From archive to algorithm
One of the project’s most innovative features is its integration of excavation metadata into the AI’s reasoning. A word found exclusively on ritual vessels was tagged differently from one that appeared on shipping records. By feeding the system these contextual weights, the team aimed to anchor proposed meanings in the lived realities of Minoan society. This reduced the temptation to impose neat patterns that make statistical sense but fail archaeological scrutiny.
“It’s about letting the script speak within its own world,” said Dr. Weber. “A word on a libation table isn’t just a string of signs — it’s part of a specific act in a specific place. We try to preserve that connection.”
The road ahead
The coming months will test the resilience of the 2025 findings. Excavations on Crete and the Cycladic islands continue to produce occasional new examples of Linear A, and each will serve as a check on the AI’s vocabulary. If the readings hold, they may eventually allow for longer translations and a fuller grammar. If they falter, they will still have narrowed the field of plausible interpretations.
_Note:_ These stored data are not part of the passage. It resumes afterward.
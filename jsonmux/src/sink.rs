use std::sync::Mutex;

use futures_core::Stream;
use tokio::sync::Notify;

use crate::error::DemuxError;

#[derive(Debug)]
enum SingleState<T> {
    Pending,
    Resolved(T),
    Failed(DemuxError),
}

/// A per-field rendezvous that resolves to exactly one value.
///
/// Any number of tasks may call [`SingleSink::get`] before or after the
/// sink becomes terminal; all of them observe the same resolution.
#[derive(Debug)]
pub struct SingleSink<T> {
    state: Mutex<SingleState<T>>,
    notify: Notify,
}

impl<T> Default for SingleSink<T> {
    fn default() -> Self {
        Self::new()
    }
}

impl<T: Clone> SingleSink<T> {
    #[must_use]
    pub fn new() -> Self {
        Self {
            state: Mutex::new(SingleState::Pending),
            notify: Notify::new(),
        }
    }

    /// Resolves the sink to `value`.
    ///
    /// # Panics
    /// Panics if the sink is already terminal (resolved or failed) — per
    /// the single-resolution invariant, this indicates a bug in the
    /// caller driving the sink, not a recoverable runtime condition.
    pub fn resolve(&self, value: T) {
        {
            let mut state = self.state.lock().unwrap_or_else(|e| e.into_inner());
            assert!(
                matches!(*state, SingleState::Pending),
                "SingleSink::resolve called on an already-terminal sink: {}",
                DemuxError::AlreadyTerminal
            );
            *state = SingleState::Resolved(value);
        }
        self.notify.notify_waiters();
    }

    /// Fails the sink with `error`.
    ///
    /// # Panics
    /// See [`SingleSink::resolve`].
    pub fn fail(&self, error: DemuxError) {
        {
            let mut state = self.state.lock().unwrap_or_else(|e| e.into_inner());
            assert!(
                matches!(*state, SingleState::Pending),
                "SingleSink::fail called on an already-terminal sink: {}",
                DemuxError::AlreadyTerminal
            );
            *state = SingleState::Failed(error);
        }
        self.notify.notify_waiters();
    }

    /// Awaits the terminal value. Returns immediately if already terminal.
    pub async fn get(&self) -> Result<T, DemuxError> {
        loop {
            let notified = self.notify.notified();
            {
                let state = self.state.lock().unwrap_or_else(|e| e.into_inner());
                match &*state {
                    SingleState::Resolved(v) => return Ok(v.clone()),
                    SingleState::Failed(e) => return Err(e.clone()),
                    SingleState::Pending => {}
                }
            }
            notified.await;
        }
    }

    /// Non-suspending poll: `None` while still pending.
    #[must_use]
    pub fn try_get(&self) -> Option<Result<T, DemuxError>> {
        let state = self.state.lock().unwrap_or_else(|e| e.into_inner());
        match &*state {
            SingleState::Resolved(v) => Some(Ok(v.clone())),
            SingleState::Failed(e) => Some(Err(e.clone())),
            SingleState::Pending => None,
        }
    }

    #[must_use]
    pub fn is_terminal(&self) -> bool {
        !matches!(
            *self.state.lock().unwrap_or_else(|e| e.into_inner()),
            SingleState::Pending
        )
    }
}

#[derive(Debug)]
enum Terminal {
    Closed,
    Failed(DemuxError),
}

#[derive(Debug, Default)]
struct StreamState<F> {
    fragments: Vec<F>,
    terminal: Option<Terminal>,
}

/// A per-field rendezvous emitting an ordered, replayable sequence of
/// fragments plus a terminal marker.
///
/// Fragments already pushed are never dropped: a cursor created after the
/// stream closes still replays the full sequence from the start.
#[derive(Debug)]
pub struct StreamSink<F> {
    state: Mutex<StreamState<F>>,
    notify: Notify,
}

impl<F> Default for StreamSink<F> {
    fn default() -> Self {
        Self::new()
    }
}

impl<F: Clone> StreamSink<F> {
    #[must_use]
    pub fn new() -> Self {
        Self {
            state: Mutex::new(StreamState {
                fragments: Vec::new(),
                terminal: None,
            }),
            notify: Notify::new(),
        }
    }

    /// Appends a fragment and wakes any waiting cursors.
    ///
    /// # Panics
    /// Panics if the stream is already closed or failed.
    pub fn push(&self, fragment: F) {
        {
            let mut state = self.state.lock().unwrap_or_else(|e| e.into_inner());
            assert!(
                state.terminal.is_none(),
                "StreamSink::push called on an already-closed stream: {}",
                DemuxError::AlreadyTerminal
            );
            state.fragments.push(fragment);
        }
        self.notify.notify_waiters();
    }

    /// Marks the stream as successfully closed.
    ///
    /// # Panics
    /// See [`StreamSink::push`].
    pub fn close(&self) {
        {
            let mut state = self.state.lock().unwrap_or_else(|e| e.into_inner());
            assert!(
                state.terminal.is_none(),
                "StreamSink::close called on an already-terminal stream: {}",
                DemuxError::AlreadyTerminal
            );
            state.terminal = Some(Terminal::Closed);
        }
        self.notify.notify_waiters();
    }

    /// Marks the stream as failed; iterators observe the fragments pushed
    /// so far, then this error.
    ///
    /// # Panics
    /// See [`StreamSink::push`].
    pub fn fail(&self, error: DemuxError) {
        {
            let mut state = self.state.lock().unwrap_or_else(|e| e.into_inner());
            assert!(
                state.terminal.is_none(),
                "StreamSink::fail called on an already-terminal stream: {}",
                DemuxError::AlreadyTerminal
            );
            state.terminal = Some(Terminal::Failed(error));
        }
        self.notify.notify_waiters();
    }

    /// Returns a fresh cursor over this stream, starting from the first
    /// fragment regardless of when it attaches.
    #[must_use]
    pub fn iterate(&self) -> StreamCursor<'_, F> {
        StreamCursor {
            sink: self,
            pos: 0,
            done: false,
        }
    }

    /// The same fragments as [`StreamSink::iterate`], as a
    /// `futures_core::Stream` for `while let Some(x) = stream.next().await`
    /// consumption.
    pub fn stream(&self) -> impl Stream<Item = Result<F, DemuxError>> + '_ {
        async_stream::stream! {
            let mut cursor = self.iterate();
            while let Some(item) = cursor.next().await {
                yield item;
            }
        }
    }

    /// Replays fragments from index `from` without suspending: returns
    /// whatever has already been pushed, plus the terminal error if the
    /// stream has already failed. Does not await new fragments.
    #[must_use]
    pub fn replay_from(&self, from: usize) -> (Vec<F>, Option<DemuxError>) {
        let state = self.state.lock().unwrap_or_else(|e| e.into_inner());
        let fragments = state.fragments.get(from..).map(<[F]>::to_vec).unwrap_or_default();
        let error = match &state.terminal {
            Some(Terminal::Failed(e)) => Some(e.clone()),
            _ => None,
        };
        (fragments, error)
    }

    #[must_use]
    pub fn is_terminal(&self) -> bool {
        self.state
            .lock()
            .unwrap_or_else(|e| e.into_inner())
            .terminal
            .is_some()
    }
}

/// A replay cursor over a [`StreamSink`]'s fragments.
pub struct StreamCursor<'a, F> {
    sink: &'a StreamSink<F>,
    pos: usize,
    done: bool,
}

impl<'a, F: Clone> StreamCursor<'a, F> {
    /// Returns the next fragment, awaiting one if the cursor has caught up
    /// to the live tail. Returns `None` once the stream is closed and
    /// fully drained; returns the failure once, then `None` afterward.
    pub async fn next(&mut self) -> Option<Result<F, DemuxError>> {
        if self.done {
            return None;
        }
        loop {
            let notified = self.sink.notify.notified();
            {
                let state = self.sink.state.lock().unwrap_or_else(|e| e.into_inner());
                if self.pos < state.fragments.len() {
                    let fragment = state.fragments[self.pos].clone();
                    self.pos += 1;
                    return Some(Ok(fragment));
                }
                match &state.terminal {
                    None => {}
                    Some(Terminal::Closed) => {
                        self.done = true;
                        return None;
                    }
                    Some(Terminal::Failed(e)) => {
                        self.done = true;
                        return Some(Err(e.clone()));
                    }
                }
            }
            notified.await;
        }
    }
}

#[cfg(test)]
mod tests {
    use super::*;

    #[tokio::test]
    async fn single_sink_resolves_once() {
        let sink: SingleSink<i32> = SingleSink::new();
        sink.resolve(42);
        assert_eq!(sink.get().await.unwrap(), 42);
        assert_eq!(sink.get().await.unwrap(), 42);
    }

    #[tokio::test]
    #[should_panic(expected = "already-terminal")]
    async fn single_sink_double_resolve_panics() {
        let sink: SingleSink<i32> = SingleSink::new();
        sink.resolve(1);
        sink.resolve(2);
    }

    #[tokio::test]
    async fn single_sink_awaiter_unblocks_on_resolve() {
        let sink = std::sync::Arc::new(SingleSink::<i32>::new());
        let waiter = tokio::spawn({
            let sink = sink.clone();
            async move { sink.get().await }
        });
        tokio::task::yield_now().await;
        sink.resolve(7);
        assert_eq!(waiter.await.unwrap().unwrap(), 7);
    }

    #[tokio::test]
    async fn stream_replays_to_late_consumer() {
        let sink: StreamSink<char> = StreamSink::new();
        sink.push('h');
        sink.push('i');
        sink.close();

        let mut cursor = sink.iterate();
        let mut out = String::new();
        while let Some(Ok(c)) = cursor.next().await {
            out.push(c);
        }
        assert_eq!(out, "hi");
    }

    #[tokio::test]
    async fn stream_fails_after_fragments() {
        let sink: StreamSink<char> = StreamSink::new();
        sink.push('h');
        sink.fail(DemuxError::ExtraneousInput);

        let mut cursor = sink.iterate();
        assert_eq!(cursor.next().await.unwrap().unwrap(), 'h');
        assert!(cursor.next().await.unwrap().is_err());
        assert!(cursor.next().await.is_none());
    }

    #[tokio::test]
    async fn stream_as_futures_stream() {
        use futures_util::StreamExt;

        let sink: StreamSink<char> = StreamSink::new();
        sink.push('o');
        sink.push('k');
        sink.close();

        let collected: Vec<char> = sink.stream().map(|r| r.unwrap()).collect().await;
        assert_eq!(collected, vec!['o', 'k']);
    }

    #[tokio::test]
    async fn replay_from_does_not_suspend() {
        let sink: StreamSink<char> = StreamSink::new();
        sink.push('a');
        sink.push('b');
        let (fragments, error) = sink.replay_from(1);
        assert_eq!(fragments, vec!['b']);
        assert!(error.is_none());
    }
}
Meanwhile, museums are preparing to update their displays. In Heraklion, curators are considering adding “working translations” beneath some Linear A tablets, with a note explaining their tentative nature. It is an unusual move, but one they hope will bring the public into the decipherment process rather than waiting decades for a final verdict.

A quieter kind of breakthrough
There is no single eureka moment here, no headline-ready “translation” of a grand epic or royal decree. Instead, the breakthrough is about method: showing that the fusion of archaeological context, historical linguistics, and machine learning can produce credible, testable results where each discipline alone has stalled. It is also about patience — the willingness to build meaning sign by sign, knowing that certainty will come slowly.
For Dr. Alexandri, that is fitting. “These people lived in cycles of seasons, festivals, and trade. Their language reflects that rhythm. We should expect its recovery to follow a similar pace.”
And so, the work continues. Somewhere in a museum drawer or an unexcavated storeroom lies a tablet that will confirm or confound the AI’s readings. When it surfaces, the conversation will begin again — in the voices of the Minoans, just a little clearer than before.